◆ **REQUIRED ACTION**
Please return every line in the entries below with the word "Errors" in it.

◆ **INPUT RECORDS**
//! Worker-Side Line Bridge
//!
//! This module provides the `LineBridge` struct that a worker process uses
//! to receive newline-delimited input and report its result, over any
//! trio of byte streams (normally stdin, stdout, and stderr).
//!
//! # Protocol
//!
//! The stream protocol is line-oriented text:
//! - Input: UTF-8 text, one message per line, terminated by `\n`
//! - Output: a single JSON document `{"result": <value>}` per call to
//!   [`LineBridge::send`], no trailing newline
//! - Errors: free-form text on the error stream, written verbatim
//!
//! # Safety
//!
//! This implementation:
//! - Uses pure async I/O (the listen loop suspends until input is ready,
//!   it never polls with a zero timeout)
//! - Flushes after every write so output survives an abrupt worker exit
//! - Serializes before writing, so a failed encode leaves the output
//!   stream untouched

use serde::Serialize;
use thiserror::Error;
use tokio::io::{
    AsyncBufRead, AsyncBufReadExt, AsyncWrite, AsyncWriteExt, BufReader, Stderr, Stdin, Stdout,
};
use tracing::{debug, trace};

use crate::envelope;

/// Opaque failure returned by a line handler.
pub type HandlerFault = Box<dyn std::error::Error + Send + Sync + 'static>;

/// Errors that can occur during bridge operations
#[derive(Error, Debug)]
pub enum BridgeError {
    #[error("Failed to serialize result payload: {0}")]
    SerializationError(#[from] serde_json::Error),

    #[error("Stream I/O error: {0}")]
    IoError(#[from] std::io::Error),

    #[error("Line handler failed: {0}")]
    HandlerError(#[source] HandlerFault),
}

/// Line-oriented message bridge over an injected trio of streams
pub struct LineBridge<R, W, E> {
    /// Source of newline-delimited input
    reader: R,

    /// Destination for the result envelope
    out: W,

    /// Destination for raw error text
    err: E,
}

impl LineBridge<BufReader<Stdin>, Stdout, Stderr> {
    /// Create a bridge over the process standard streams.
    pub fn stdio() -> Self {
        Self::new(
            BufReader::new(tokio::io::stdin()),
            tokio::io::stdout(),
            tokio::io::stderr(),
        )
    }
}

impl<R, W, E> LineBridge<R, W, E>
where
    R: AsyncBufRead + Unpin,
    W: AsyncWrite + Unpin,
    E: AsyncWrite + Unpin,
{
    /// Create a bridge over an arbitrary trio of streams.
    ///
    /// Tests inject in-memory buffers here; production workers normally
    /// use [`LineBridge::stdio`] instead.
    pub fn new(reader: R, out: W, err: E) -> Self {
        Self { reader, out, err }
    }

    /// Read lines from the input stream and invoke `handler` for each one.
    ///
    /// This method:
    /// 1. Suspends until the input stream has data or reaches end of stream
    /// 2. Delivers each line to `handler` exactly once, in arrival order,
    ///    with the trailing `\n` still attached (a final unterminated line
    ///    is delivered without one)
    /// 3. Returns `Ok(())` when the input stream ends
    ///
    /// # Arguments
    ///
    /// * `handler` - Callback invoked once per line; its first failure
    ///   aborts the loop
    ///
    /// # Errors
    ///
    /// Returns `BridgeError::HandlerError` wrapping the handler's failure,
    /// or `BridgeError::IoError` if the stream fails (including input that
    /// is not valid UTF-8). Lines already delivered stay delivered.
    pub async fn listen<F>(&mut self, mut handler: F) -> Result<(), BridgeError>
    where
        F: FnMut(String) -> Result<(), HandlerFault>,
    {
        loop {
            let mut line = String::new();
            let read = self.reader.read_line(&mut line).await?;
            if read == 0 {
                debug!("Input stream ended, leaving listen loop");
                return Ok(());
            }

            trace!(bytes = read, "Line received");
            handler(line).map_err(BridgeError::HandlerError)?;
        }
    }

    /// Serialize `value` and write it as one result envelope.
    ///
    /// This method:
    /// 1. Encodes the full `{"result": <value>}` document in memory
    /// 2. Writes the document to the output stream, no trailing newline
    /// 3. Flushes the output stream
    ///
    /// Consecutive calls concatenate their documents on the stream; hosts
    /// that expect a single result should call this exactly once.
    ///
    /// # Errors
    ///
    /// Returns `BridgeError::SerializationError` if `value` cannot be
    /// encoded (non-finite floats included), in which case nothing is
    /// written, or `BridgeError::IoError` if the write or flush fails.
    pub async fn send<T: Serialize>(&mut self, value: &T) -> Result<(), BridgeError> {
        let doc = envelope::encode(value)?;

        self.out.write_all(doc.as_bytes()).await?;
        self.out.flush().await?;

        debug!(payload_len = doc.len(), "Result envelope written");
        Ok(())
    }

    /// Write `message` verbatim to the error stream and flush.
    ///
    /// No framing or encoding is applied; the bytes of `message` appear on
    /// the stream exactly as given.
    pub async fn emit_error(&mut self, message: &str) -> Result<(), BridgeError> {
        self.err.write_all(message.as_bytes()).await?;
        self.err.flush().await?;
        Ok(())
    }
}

◆ **FINAL ANSWER**
//! - Errors: free-form text on the error stream, written verbatim
/// Errors that can occur during bridge operations
    /// # Errors
    /// # Errors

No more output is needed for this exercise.